Snell, Charlie

Singer

Collection date: Jan 1904

Area: Devon


Charlie Snell at Rose Ash, North Devon (1854-?): age 50, 1 song 8 Jan 1904: Snell’s song was ‘Oh! Nellie Ray’ (Sharp wrote ‘Reay’ FT 100, Roud 12610). The lyrics are trite and sentimental with a chorus to sing along to. It was not in fact a folksong but a music hall song, composed in the 1870s by Felix McGlennon (1856-1943)*. The latter was a Scotsman who went to America in the mid-1880s and published his songs there before returning to write for English music halls in the 1890s. How exactly Snell heard the song in a remote part of Devon remains a mystery. * See Roud, Steve ‘Folk Song in England’ (Faber & Faber 2017) p87

Charles Snell was born in 1854 (Jly qr S Molton 5b 416), son of John Snell, an agricultural labourer and his wife Mary.
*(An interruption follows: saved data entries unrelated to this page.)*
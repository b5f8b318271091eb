//! CRM session management.
//!
//! [`SessionManager`] is a long-lived service object that owns the cached CRM
//! credential. It re-authenticates through the configured strategy chain
//! once the cached session passes its soft TTL, and guarantees that
//! concurrent callers share a single authentication attempt.

use chrono::{DateTime, Utc};
use futures::future::{BoxFuture, FutureExt, Shared};
use secrecy::{ExposeSecret, SecretString};
use sha2::{Digest, Sha256};
use std::fmt;
use std::sync::atomic::{AtomicU64, Ordering};
use std::sync::{Arc, Mutex, MutexGuard};

use super::auth::AuthStrategy;
use super::error::{CrmError, CrmResult};
use crate::constants::SESSION_SOFT_TTL;
use crate::{log_crm_debug, log_crm_info, log_crm_warn};

/// Source of the current time. Injected so TTL handling can be tested.
pub trait Clock: Send + Sync {
    fn now(&self) -> DateTime<Utc>;
}

/// Wall clock.
#[derive(Debug, Default, Clone, Copy)]
pub struct SystemClock;

impl Clock for SystemClock {
    fn now(&self) -> DateTime<Utc> {
        Utc::now()
    }
}

/// What an authentication strategy hands back on success.
pub struct Credential {
    pub access_token: SecretString,
    pub instance_url: String,
    /// False for long-lived static tokens, which are never refreshed.
    pub refreshable: bool,
}

/// An authenticated CRM session. Cheap to clone.
#[derive(Clone)]
pub struct Session {
    access_token: Arc<SecretString>,
    instance_url: String,
    issued_at: DateTime<Utc>,
    strategy: &'static str,
    refreshable: bool,
    generation: u64,
}

impl Session {
    pub fn new(
        credential: Credential,
        issued_at: DateTime<Utc>,
        strategy: &'static str,
        generation: u64,
    ) -> Self {
        Self {
            access_token: Arc::new(credential.access_token),
            instance_url: credential.instance_url.trim_end_matches('/').to_string(),
            issued_at,
            strategy,
            refreshable: credential.refreshable,
            generation,
        }
    }

    pub fn access_token(&self) -> &SecretString {
        &self.access_token
    }

    /// Base URL every CRM request is made against.
    pub fn instance_url(&self) -> &str {
        &self.instance_url
    }

    pub fn issued_at(&self) -> DateTime<Utc> {
        self.issued_at
    }

    /// Name of the strategy that produced this session.
    pub fn strategy(&self) -> &'static str {
        self.strategy
    }

    pub fn is_refreshable(&self) -> bool {
        self.refreshable
    }

    /// Short, non-reversible token fingerprint that is safe to log.
    pub fn fingerprint(&self) -> String {
        let digest = Sha256::digest(self.access_token.expose_secret().as_bytes());
        hex::encode(&digest[..4])
    }
}

impl fmt::Debug for Session {
    fn fmt(&self, f: &mut fmt::Formatter<'_>) -> fmt::Result {
        f.debug_struct("Session")
            .field("instance_url", &self.instance_url)
            .field("issued_at", &self.issued_at)
            .field("strategy", &self.strategy)
            .field("refreshable", &self.refreshable)
            .field("token", &"[REDACTED]")
            .finish()
    }
}

type SharedAuthentication = Shared<BoxFuture<'static, CrmResult<Session>>>;

#[derive(Default)]
struct SessionState {
    cached: Option<Session>,
    /// In-flight authentication and the ticket that identifies it.
    inflight: Option<(u64, SharedAuthentication)>,
}

/// Owns the cached CRM session.
pub struct SessionManager {
    strategies: Arc<Vec<Arc<dyn AuthStrategy>>>,
    clock: Arc<dyn Clock>,
    soft_ttl: chrono::Duration,
    state: Mutex<SessionState>,
    next_ticket: AtomicU64,
}

impl SessionManager {
    /// Strategies are tried in order; the first one that succeeds wins.
    pub fn new(strategies: Vec<Arc<dyn AuthStrategy>>, clock: Arc<dyn Clock>) -> Self {
        let soft_ttl = chrono::Duration::from_std(SESSION_SOFT_TTL)
            .unwrap_or_else(|_| chrono::Duration::minutes(50));
        Self {
            strategies: Arc::new(strategies),
            clock,
            soft_ttl,
            state: Mutex::new(SessionState::default()),
            next_ticket: AtomicU64::new(1),
        }
    }

    /// Overrides the soft TTL.
    pub fn with_soft_ttl(mut self, soft_ttl: chrono::Duration) -> Self {
        self.soft_ttl = soft_ttl;
        self
    }

    pub fn soft_ttl(&self) -> chrono::Duration {
        self.soft_ttl
    }

    /// Names of the configured strategies, in the order they are tried.
    pub fn strategy_names(&self) -> Vec<&'static str> {
        self.strategies.iter().map(|s| s.name()).collect()
    }

    /// Returns a usable session, authenticating if the cache is empty or stale.
    pub async fn obtain(&self) -> CrmResult<Session> {
        let (ticket, flight) = {
            let mut state = self.lock_state();
            if let Some(session) = &state.cached {
                if self.is_fresh(session) {
                    return Ok(session.clone());
                }
                log_crm_debug!(
                    "Cached CRM session {} is past its soft TTL",
                    session.fingerprint()
                );
            }

            match &state.inflight {
                Some((ticket, flight)) => (*ticket, flight.clone()),
                None => {
                    let ticket = self.next_ticket.fetch_add(1, Ordering::SeqCst);
                    let flight = authenticate(
                        Arc::clone(&self.strategies),
                        Arc::clone(&self.clock),
                        ticket,
                    )
                    .boxed()
                    .shared();
                    state.inflight = Some((ticket, flight.clone()));
                    (ticket, flight)
                }
            }
        };

        let result = flight.await;

        let mut state = self.lock_state();
        if matches!(&state.inflight, Some((current, _)) if *current == ticket) {
            state.inflight = None;
            if let Ok(session) = &result {
                state.cached = Some(session.clone());
            }
        }
        result
    }

    /// Drops the cached session if it is still `session`. A newer session
    /// obtained by another caller in the meantime is kept.
    pub fn invalidate(&self, session: &Session) {
        let mut state = self.lock_state();
        if matches!(&state.cached, Some(cached) if cached.generation == session.generation) {
            log_crm_info!(
                "Discarding rejected CRM session {}",
                session.fingerprint()
            );
            state.cached = None;
        }
    }

    /// Whether a session is currently cached, fresh or not.
    pub fn has_cached_session(&self) -> bool {
        self.lock_state().cached.is_some()
    }

    fn is_fresh(&self, session: &Session) -> bool {
        if !session.refreshable {
            return true;
        }
        self.clock.now() - session.issued_at < self.soft_ttl
    }

    fn lock_state(&self) -> MutexGuard<'_, SessionState> {
        self.state
            .lock()
            .unwrap_or_else(|poisoned| poisoned.into_inner())
    }
}

/// Runs the strategy chain once.
async fn authenticate(
    strategies: Arc<Vec<Arc<dyn AuthStrategy>>>,
    clock: Arc<dyn Clock>,
    ticket: u64,
) -> CrmResult<Session> {
    if strategies.is_empty() {
        return Err(CrmError::authentication_unavailable(
            "no CRM credential strategy is configured",
        ));
    }

    let mut reasons = Vec::new();
    for strategy in strategies.iter() {
        match strategy.authenticate().await {
            Ok(credential) => {
                let session = Session::new(credential, clock.now(), strategy.name(), ticket);
                if session.refreshable {
                    log_crm_info!(
                        "Authenticated with CRM via {} (session {})",
                        strategy.name(),
                        session.fingerprint()
                    );
                } else {
                    log_crm_warn!(
                        "Using static CRM token (session {}); it will not be refreshed",
                        session.fingerprint()
                    );
                }
                return Ok(session);
            }
            Err(e) => {
                log_crm_warn!(
                    "CRM authentication via {} failed: {}",
                    strategy.name(),
                    e
                );
                reasons.push(format!("{}: {}", strategy.name(), e));
            }
        }
    }

    Err(CrmError::AuthenticationUnavailable { reasons })
}
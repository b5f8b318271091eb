//! # Logging System
//!
//! `env_logger` backend driven by a [`LogConfig`], plus feature-scoped
//! logging macros. Every subsystem logs under its own target
//! (`referral_intake::crm`, `referral_intake::store`, ...) so levels can be
//! tuned per feature.

pub mod config;
pub mod features;

pub use config::LogConfig;
pub use features::LogFeature;

use once_cell::sync::OnceCell;
use std::sync::Arc;
use tokio::sync::RwLock;

/// Prefix shared by every feature target.
pub const TARGET_PREFIX: &str = "referral_intake";

/// Global logging configuration instance
static LOGGING_CONFIG: OnceCell<Arc<RwLock<LogConfig>>> = OnceCell::new();

/// Process-wide logging setup
pub struct LoggingSystem;

impl LoggingSystem {
    /// Initialize the logging system with a custom configuration
    pub async fn init_with_config(config: LogConfig) -> Result<(), LoggingError> {
        config.validate()?;

        let mut builder = env_logger::Builder::new();
        builder
            .parse_filters(&config.filter_directives())
            .format_target(config.console.include_module);
        if !config.console.include_timestamp {
            builder.format_timestamp(None);
        }

        let config_arc = Arc::new(RwLock::new(config));
        LOGGING_CONFIG
            .set(config_arc)
            .map_err(|_| LoggingError::AlreadyInitialized)?;

        builder
            .try_init()
            .map_err(|e| LoggingError::Config(format!("Failed to install logger: {}", e)))?;

        Ok(())
    }

    /// Get the global logging configuration
    pub async fn get_config() -> Option<LogConfig> {
        match LOGGING_CONFIG.get() {
            Some(config_arc) => Some(config_arc.read().await.clone()),
            None => None,
        }
    }
}

/// Logging system errors
#[derive(Debug, thiserror::Error)]
pub enum LoggingError {
    #[error("Logging system already initialized")]
    AlreadyInitialized,
    #[error("IO error: {0}")]
    Io(#[from] std::io::Error),
    #[error("Configuration error: {0}")]
    Config(String),
    #[error("Failed to parse logging config: {0}")]
    Parse(String),
    #[error("Failed to serialize logging config: {0}")]
    Serialize(String),
    #[error("Invalid log level: {0}")]
    InvalidLevel(String),
    #[error("Invalid log level '{1}' for feature '{0}'")]
    InvalidFeatureLevel(String, String),
}

#[cfg(test)]
mod tests {
    use super::*;

    #[tokio::test]
    async fn test_init_once() {
        let mut config = LogConfig::default();
        config.general.default_level = "WARN".to_string();
        LoggingSystem::init_with_config(config).await.unwrap();

        let active = LoggingSystem::get_config().await.unwrap();
        assert_eq!(active.general.default_level, "WARN");
        assert!(matches!(
            LoggingSystem::init_with_config(LogConfig::default()).await,
            Err(LoggingError::AlreadyInitialized)
        ));
    }
}
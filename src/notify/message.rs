//! Notification events and their plain-text rendering.

use crate::referral::Priority;

/// Who a notification is addressed to.
#[derive(Debug, Clone, Copy, PartialEq, Eq, Hash)]
pub enum RecipientRole {
    Parent,
    Counselor,
    HouseManager,
}

impl RecipientRole {
    pub fn as_str(&self) -> &'static str {
        match self {
            RecipientRole::Parent => "parent",
            RecipientRole::Counselor => "counselor",
            RecipientRole::HouseManager => "house manager",
        }
    }
}

/// A notification recipient. Channels without an address are skipped.
#[derive(Debug, Clone, PartialEq, Eq)]
pub struct Recipient {
    pub role: RecipientRole,
    pub name: Option<String>,
    pub email: Option<String>,
    pub phone: Option<String>,
}

impl Recipient {
    pub fn new(role: RecipientRole) -> Self {
        Self {
            role,
            name: None,
            email: None,
            phone: None,
        }
    }

    pub fn name(mut self, name: impl Into<String>) -> Self {
        self.name = Some(name.into());
        self
    }

    pub fn email(mut self, email: Option<String>) -> Self {
        self.email = email.filter(|e| !e.trim().is_empty());
        self
    }

    pub fn phone(mut self, phone: Option<String>) -> Self {
        self.phone = phone.filter(|p| !p.trim().is_empty());
        self
    }

    /// Log-safe description: role and name, never the address.
    pub fn describe(&self) -> String {
        match &self.name {
            Some(name) => format!("{} {}", self.role.as_str(), name),
            None => self.role.as_str().to_string(),
        }
    }
}

/// What happened.
#[derive(Debug, Clone, PartialEq, Eq)]
pub enum EventKind {
    /// Parent is asked to sign the digital consent form.
    ConsentRequested { consent_url: String },
    /// Counselor confirmation of a new referral.
    ReferralCreated { next_url: String },
    /// Parent signed; counselor may fill in the student form.
    ConsentSigned { student_form_url: String },
    /// Student data accepted without any consent proof on file.
    MissingConsentProof { school_name: String },
    ReferralCompleted {
        student_name: String,
        priority: Priority,
    },
}

/// A notification event for one referral.
#[derive(Debug, Clone, PartialEq, Eq)]
pub struct NotificationEvent {
    pub referral_number: String,
    pub organization: String,
    pub kind: EventKind,
}

impl NotificationEvent {
    pub fn new(
        referral_number: impl Into<String>,
        organization: impl Into<String>,
        kind: EventKind,
    ) -> Self {
        Self {
            referral_number: referral_number.into(),
            organization: organization.into(),
            kind,
        }
    }

    pub fn name(&self) -> &'static str {
        match self.kind {
            EventKind::ConsentRequested { .. } => "consent_requested",
            EventKind::ReferralCreated { .. } => "referral_created",
            EventKind::ConsentSigned { .. } => "consent_signed",
            EventKind::MissingConsentProof { .. } => "missing_consent_proof",
            EventKind::ReferralCompleted { .. } => "referral_completed",
        }
    }

    pub fn subject(&self) -> String {
        let topic = match &self.kind {
            EventKind::ConsentRequested { .. } => "Parental consent requested",
            EventKind::ReferralCreated { .. } => "Referral received",
            EventKind::ConsentSigned { .. } => "Consent signed",
            EventKind::MissingConsentProof { .. } => "Warning: consent proof missing",
            EventKind::ReferralCompleted { .. } => "Referral completed",
        };
        format!("[{}] {} - {}", self.organization, topic, self.referral_number)
    }

    /// Email body.
    pub fn body(&self) -> String {
        let detail = match &self.kind {
            EventKind::ConsentRequested { consent_url } => format!(
                "A school counselor has referred your child to {}. \
                 Please review and sign the consent form:\n{}",
                self.organization, consent_url
            ),
            EventKind::ReferralCreated { next_url } => {
                format!("Your referral was received. Next step:\n{}", next_url)
            }
            EventKind::ConsentSigned { student_form_url } => format!(
                "The parent signed the consent form. Please complete the student details:\n{}",
                student_form_url
            ),
            EventKind::MissingConsentProof { school_name } => format!(
                "Student data was submitted by {} without an uploaded consent proof. \
                 Please collect the signed consent before intake.",
                school_name
            ),
            EventKind::ReferralCompleted {
                student_name,
                priority,
            } => format!(
                "Student details for {} were submitted. Priority: {}.",
                student_name, priority
            ),
        };
        format!("Referral {}\n\n{}", self.referral_number, detail)
    }

    /// Short SMS text.
    pub fn sms_text(&self) -> String {
        match &self.kind {
            EventKind::ConsentRequested { consent_url } => format!(
                "{}: please sign the consent form for referral {}: {}",
                self.organization, self.referral_number, consent_url
            ),
            EventKind::ReferralCreated { next_url } => format!(
                "Referral {} received. Next step: {}",
                self.referral_number, next_url
            ),
            EventKind::ConsentSigned { student_form_url } => format!(
                "Consent signed for {}. Student form: {}",
                self.referral_number, student_form_url
            ),
            EventKind::MissingConsentProof { .. } => format!(
                "Referral {} completed without consent proof.",
                self.referral_number
            ),
            EventKind::ReferralCompleted { priority, .. } => format!(
                "Referral {} completed. Priority: {}.",
                self.referral_number, priority
            ),
        }
    }
}

#[cfg(test)]
mod tests {
    use super::*;

    #[test]
    fn test_rendering_carries_link_and_branding() {
        let event = NotificationEvent::new(
            "REF-202501-0001",
            "North House",
            EventKind::ConsentRequested {
                consent_url: "https://intake.example.org/consent/REF-202501-0001".to_string(),
            },
        );
        assert_eq!(event.name(), "consent_requested");
        assert!(event.subject().starts_with("[North House]"));
        assert!(event
            .body()
            .contains("https://intake.example.org/consent/REF-202501-0001"));
        assert!(event.sms_text().contains("REF-202501-0001"));
    }

    #[test]
    fn test_recipient_drops_blank_addresses() {
        let recipient = Recipient::new(RecipientRole::Parent)
            .email(Some(" ".to_string()))
            .phone(Some("0521112222".to_string()));
        assert!(recipient.email.is_none());
        assert!(recipient.phone.is_some());
        assert_eq!(recipient.describe(), "parent");
    }
}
In 1861 John Snell is shown as a widower with 3 other children, so it’s not surprising that Charles moved out to become a farm boy in another household in 1871 in Bishops Nympton. In April qr 1886 he married Elizabeth Perryman (S Molton 5b 795). They had no children but in 1901 are shown as a gardener and as a laundress at Rose Ash (RG13/2140 f46 p1) two doors away from singer Matthew Pester. By 1911 Charles is listed as a ‘farmer’ with a house of 6 rooms and a servant too. He died on 6 January 1922, leaving £789 to his widow Elizabeth.